C’est aussi la volonté de Ballu de placer 2 lions de part et d’autres de l’entrée principale du Boulevard Audent. En 1878 – 79, les esprits s’échauffent ! Le positionnement des lions questionnent (face à face, dos à dos…) et le surcoût de passer de lions en pierre à une version en fonte n’est guère apprécié. L’artiste ne fait pas non plus l’unanimité.

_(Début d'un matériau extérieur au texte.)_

//! SQLite-backed stores for the API resources
//!
//! Read paths return `Result` and leave the degrade-to-sample policy to the
//! HTTP handlers; write paths validate and propagate hard errors.

pub mod names;
pub mod releases;

pub use names::NameTable;
//! Database initialization
//!
//! Opens (or creates) the SQLite database, applies connection pragmas and
//! runs the idempotent schema migrations.

use crate::Result;
use sqlx::{sqlite::SqlitePoolOptions, SqlitePool};
use std::path::Path;
use tracing::info;

/// Initialize database connection pool and create tables if needed
pub async fn init_database(db_path: &Path) -> Result<SqlitePool> {
    let newly_created = !db_path.exists();

    // Create parent directory if it doesn't exist
    if let Some(parent) = db_path.parent() {
        std::fs::create_dir_all(parent)?;
    }

    let db_url = format!("sqlite://{}?mode=rwc", db_path.display());
    let pool = SqlitePoolOptions::new()
        .max_connections(10)
        .connect(&db_url)
        .await?;

    if newly_created {
        info!("Initialized new database: {}", db_path.display());
    } else {
        info!("Opened existing database: {}", db_path.display());
    }

    // Enable foreign keys (tracks reference their release)
    sqlx::query("PRAGMA foreign_keys = ON").execute(&pool).await?;

    // WAL allows concurrent readers with one writer
    sqlx::query("PRAGMA journal_mode = WAL").execute(&pool).await?;

    sqlx::query("PRAGMA busy_timeout = 5000").execute(&pool).await?;

    super::run_migrations(&pool).await?;

    Ok(pool)
}
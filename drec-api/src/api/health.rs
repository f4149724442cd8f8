//! Health check endpoint

use axum::{routing::get, Json, Router};
use serde::Serialize;

use crate::AppState;

/// Health check response
#[derive(Debug, Serialize)]
pub struct HealthResponse {
    pub status: String,
    pub module: String,
    pub version: String,
}

/// GET /health
///
/// Health check endpoint for monitoring.
pub async fn health_check() -> Json<HealthResponse> {
    Json(HealthResponse {
        status: "ok".to_string(),
        module: "drec-api".to_string(),
        version: env!("CARGO_PKG_VERSION").to_string(),
    })
}

/// Build health check routes
pub fn health_routes() -> Router<AppState> {
    Router::new().route("/health", get(health_check))
}
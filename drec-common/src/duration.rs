//! Track duration text parsing
//!
//! Track durations are entered as "mm:ss" text in the create-release wizard
//! and stored as integer seconds. Malformed input fails closed to 0 seconds
//! rather than erroring; a bad duration should never block a submission.

/// Parse "mm:ss" duration text into whole seconds.
///
/// Split on ':'; first part is minutes, second is seconds. Anything that
/// does not parse as a non-negative integer yields 0.
///
/// # Examples
///
/// ```
/// use drec_common::duration::parse_duration_text;
///
/// assert_eq!(parse_duration_text("03:20"), 200);
/// assert_eq!(parse_duration_text("0:45"), 45);
/// assert_eq!(parse_duration_text("foo"), 0);
/// ```
pub fn parse_duration_text(text: &str) -> i64 {
    let mut parts = text.trim().splitn(2, ':');
    let minutes = parts.next().and_then(|p| p.trim().parse::<i64>().ok());
    let seconds = parts.next().and_then(|p| p.trim().parse::<i64>().ok());

    match (minutes, seconds) {
        (Some(m), Some(s)) if m >= 0 && s >= 0 => m * 60 + s,
        _ => 0,
    }
}

/// Format whole seconds as "mm:ss" display text.
pub fn format_duration_text(seconds: i64) -> String {
    let seconds = seconds.max(0);
    format!("{:02}:{:02}", seconds / 60, seconds % 60)
}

En recherche de financement, la Ville se tourne vers le ministre de l’Intérieur, qui consent à payer une bonne part de la note mais exige que ce soit Antoine Félix Bouré. Si ce dernier a une solide réputation comme sculpteur animalier (avec notamment le lion du barrage de la Gileppe), c’est le procédé qui gêne. Opposant au projet, l’Echevin Alfred Defontaine s’énerve au Conseil communal du 03 mars 1879 : “Ce ne sera donc ni un embellissement ni une idée que l’on traduira par cette sculpture, mais on aura simplement permis à M. Bouré d’épuiser son stock de lions” ; le Bourgmestre Audent réplique alors que ce sera un objet artistique, une œuvre d’art signée par un grand artiste. Tout est dit !
Des langues bien pendues
Après 15 années d’observation des moeurs de Charleroi, Tutur et Totor finissent par rugir dans les colonnes du Journal de Charleroi Marcellus (pseudo du directeur Jules Bufquin des Essarts) s’amuse sur le dos des politiques locaux au travers de courts articles ; et qui d’ailleurs baptise les lions ! Grinçant, moqueur, l’esprit reste bon enfant ! Ainsi, quand Léopold Fagnart, député et conseiller communal est mis en cause dans diverses affaires, ce dernier écrit une lettre à l’attention du citoyen Tutur avant… d’aller lui serrer la patte ! D’autres journaux reprendront l’idée, comme la Gazette de Charleroi ou, pendant le premier conflit mondial, la Région de Charleroi.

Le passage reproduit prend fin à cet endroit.